[Source data]
---+---
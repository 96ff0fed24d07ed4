use crate::trajectory::Trajectory;
use serde::Serialize;

/// One animation frame: the state at a single sample index.
#[derive(Debug, Clone, PartialEq, Serialize)]
pub struct AnimationFrame {
    /// Stringified sample index, used by the scene layer as the frame name.
    pub label: String,
    pub index: usize,
    pub time: f64,
    pub state: Vec<f64>,
}

/// Finite iterator over every `stride`-th sample of a trajectory.
///
/// Clone it before playing to keep a copy that restarts from frame 0.
#[derive(Debug, Clone)]
pub struct Frames<'a> {
    trajectory: &'a Trajectory,
    stride: usize,
    next: usize,
}

impl Trajectory {
    /// Frames at sample indices `0, stride, 2 * stride, ...`. A stride of 0 is treated as 1.
    pub fn frames(&self, stride: usize) -> Frames<'_> {
        Frames {
            trajectory: self,
            stride: stride.max(1),
            next: 0,
        }
    }
}

impl Frames<'_> {
    pub fn frame_count(&self) -> usize {
        self.trajectory.len().div_ceil(self.stride)
    }
}

impl Iterator for Frames<'_> {
    type Item = AnimationFrame;

    fn next(&mut self) -> Option<Self::Item> {
        let index = self.next;
        let state = self.trajectory.state(index)?;
        self.next = index.saturating_add(self.stride);
        Some(AnimationFrame {
            label: index.to_string(),
            index,
            time: self.trajectory.times()[index],
            state: state.to_vec(),
        })
    }

    fn size_hint(&self) -> (usize, Option<usize>) {
        let remaining = self
            .trajectory
            .len()
            .saturating_sub(self.next)
            .div_ceil(self.stride);
        (remaining, Some(remaining))
    }
}

impl ExactSizeIterator for Frames<'_> {}

#[cfg(test)]
mod tests {
    use crate::solvers::IntegratorSettings;
    use crate::system::SystemDefinition;
    use crate::trajectory::{integrate, InitialCondition, TimeSpan};

    fn sample_trajectory(samples: usize) -> crate::trajectory::Trajectory {
        let system = SystemDefinition::new("y", "-x").expect("system");
        integrate(
            &system,
            &InitialCondition::planar(1.0, 0.0),
            &TimeSpan::new(0.0, 1.0, samples).expect("span"),
            &IntegratorSettings::default(),
        )
        .expect("integrates")
    }

    #[test]
    fn stride_selects_every_kth_sample() {
        let trajectory = sample_trajectory(10);
        let frames: Vec<_> = trajectory.frames(3).collect();
        let indices: Vec<usize> = frames.iter().map(|f| f.index).collect();
        assert_eq!(indices, vec![0, 3, 6, 9]);
        assert_eq!(frames[1].label, "3");
        assert_eq!(frames[0].state, vec![1.0, 0.0]);
        assert_eq!(frames[3].state, trajectory.state(9).expect("sample 9").to_vec());
        assert_eq!(trajectory.frames(3).frame_count(), 4);
        assert_eq!(trajectory.frames(3).len(), 4);
    }

    #[test]
    fn playback_restarts_from_the_first_frame() {
        let trajectory = sample_trajectory(5);
        let saved = trajectory.frames(2);
        let mut playing = saved.clone();
        assert_eq!(playing.next().map(|f| f.index), Some(0));
        assert_eq!(playing.next().map(|f| f.index), Some(2));
        let replay: Vec<usize> = saved.map(|f| f.index).collect();
        assert_eq!(replay, vec![0, 2, 4]);
        let fresh: Vec<usize> = trajectory.frames(2).map(|f| f.index).collect();
        assert_eq!(fresh, replay);
    }

    #[test]
    fn zero_stride_visits_every_sample() {
        let trajectory = sample_trajectory(4);
        assert_eq!(trajectory.frames(0).count(), 4);
    }
}
use crate::payload::TrajectoryPayload;
use crate::system::{js_error, to_js};
use anyhow::{Context, Result};
use phase_core::solvers::IntegratorSettings;
use phase_core::system::Lorenz;
use phase_core::trajectory::{integrate_lorenz as integrate_core, InitialCondition, TimeSpan};
use wasm_bindgen::prelude::*;

#[allow(clippy::too_many_arguments)]
pub(crate) fn lorenz_payload(
    sigma: f64,
    rho: f64,
    beta: f64,
    initial: [f64; 3],
    dt: f64,
    steps: usize,
    frame_stride: usize,
) -> Result<TrajectoryPayload> {
    let span = TimeSpan::from_step(0.0, dt, steps)?;
    let [x0, y0, z0] = initial;
    let trajectory = integrate_core(
        &Lorenz::new(sigma, rho, beta),
        &InitialCondition::spatial(x0, y0, z0),
        &span,
        &IntegratorSettings::default(),
    )
    .with_context(|| {
        format!("Lorenz integration failed (sigma={sigma}, rho={rho}, beta={beta})")
    })?;
    Ok(TrajectoryPayload::new(&trajectory, frame_stride))
}

/// Samples the Lorenz attractor at `t_k = k * dt` for `k < steps`.
#[wasm_bindgen]
#[allow(clippy::too_many_arguments)]
pub fn integrate_lorenz(
    sigma: f64,
    rho: f64,
    beta: f64,
    x0: f64,
    y0: f64,
    z0: f64,
    dt: f64,
    steps: usize,
    frame_stride: usize,
) -> Result<JsValue, JsValue> {
    console_error_panic_hook::set_once();
    let payload = lorenz_payload(sigma, rho, beta, [x0, y0, z0], dt, steps, frame_stride)
        .map_err(js_error)?;
    to_js(&payload)
}
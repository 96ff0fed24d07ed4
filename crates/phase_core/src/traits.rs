use crate::error::EvalError;
use num_traits::{Float, FromPrimitive};
use std::fmt::Debug;

/// A trait for types that can be used as scalars in our dynamical systems.
/// Must support basic arithmetic, debug printing, and conversion from f64.
pub trait Scalar: Float + FromPrimitive + Debug + 'static {
    /// Converts an `f64` literal, falling back to NaN for types that cannot represent it.
    fn from_constant(value: f64) -> Self {
        Self::from_f64(value).unwrap_or_else(Self::nan)
    }
}

impl<T: Float + FromPrimitive + Debug + 'static> Scalar for T {}

/// Represents a continuous-time dynamical system (a flow).
pub trait DynamicalSystem<T: Scalar> {
    /// Returns the dimension of the state space.
    fn dimension(&self) -> usize;

    /// Evaluates the vector field.
    /// t: current time
    /// x: current state
    /// out: buffer to write dx/dt into
    ///
    /// Fails when the right-hand side cannot be evaluated at `x`.
    fn apply(&self, t: T, x: &[T], out: &mut [T]) -> Result<(), EvalError>;
}

/// A trait for solvers that can step a system with a fixed step size.
pub trait Steppable<T: Scalar> {
    /// Performs one step of size dt (negative dt steps backward in time).
    /// t: current time (updated after step)
    /// state: current state (updated after step)
    ///
    /// On error, `t` and `state` are left untouched.
    fn step(
        &mut self,
        system: &impl DynamicalSystem<T>,
        t: &mut T,
        state: &mut [T],
        dt: T,
    ) -> Result<(), EvalError>;
}
impl<T: Scalar> Tsit5<T> {
    pub fn new(dim: usize) -> Self {
        let z = T::zero();
        Self {
            tableau: Tsit5Tableau::new(),
            k: std::array::from_fn(|_| vec![z; dim]),
            tmp: vec![z; dim],
            y_new: vec![z; dim],
        }
    }

    /// Fills stages k1..k6 and the 5th order candidate `y_new`.
    fn stages(
        &mut self,
        system: &impl DynamicalSystem<T>,
        t0: T,
        state: &[T],
        dt: T,
    ) -> Result<(), EvalError> {
        let tab = &self.tableau;
        system.apply(t0, state, &mut self.k[0])?;
        for stage in 1..6 {
            for i in 0..state.len() {
                let mut acc = T::zero();
                for j in 0..stage {
                    acc = acc + tab.a[stage][j] * self.k[j][i];
                }
                self.tmp[i] = state[i] + dt * acc;
            }
            system.apply(t0 + tab.c[stage] * dt, &self.tmp, &mut self.k[stage])?;
        }
        for i in 0..state.len() {
            let mut acc = T::zero();
            for j in 0..6 {
                acc = acc + tab.b[j] * self.k[j][i];
            }
            self.y_new[i] = state[i] + dt * acc;
        }
        Ok(())
    }

    /// Attempts a step without committing it and returns the scaled RMS error
    /// estimate. A value `<= 1` means the step meets the tolerances; commit it
    /// with [`Tsit5::accept`].
    pub fn try_step(
        &mut self,
        system: &impl DynamicalSystem<T>,
        t0: T,
        state: &[T],
        dt: T,
        rtol: T,
        atol: T,
    ) -> Result<T, EvalError> {
        self.stages(system, t0, state, dt)?;
        system.apply(t0 + dt, &self.y_new, &mut self.k[6])?;

        let tab = &self.tableau;
        let mut sum = T::zero();
        for i in 0..state.len() {
            let mut err = T::zero();
            for j in 0..7 {
                err = err + tab.btilde[j] * self.k[j][i];
            }
            err = dt * err;
            let scale = atol + rtol * state[i].abs().max(self.y_new[i].abs());
            let ratio = err / scale;
            sum = sum + ratio * ratio;
        }
        let n = T::from_constant(state.len().max(1) as f64);
        Ok((sum / n).sqrt())
    }

    /// Commits the candidate computed by the last [`Tsit5::try_step`].
    pub fn accept(&self, state: &mut [T]) {
        state.copy_from_slice(&self.y_new);
    }
}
---+---
• What the exercise asks: Each line of the records that contains the string "apply" must be copied.

• Answer for the task:
    fn apply(&self, t: T, x: &[T], out: &mut [T]) -> Result<(), EvalError>;
        system.apply(t0, state, &mut self.k[0])?;
            system.apply(t0 + tab.c[stage] * dt, &self.tmp, &mut self.k[stage])?;
        system.apply(t0 + dt, &self.y_new, &mut self.k[6])?;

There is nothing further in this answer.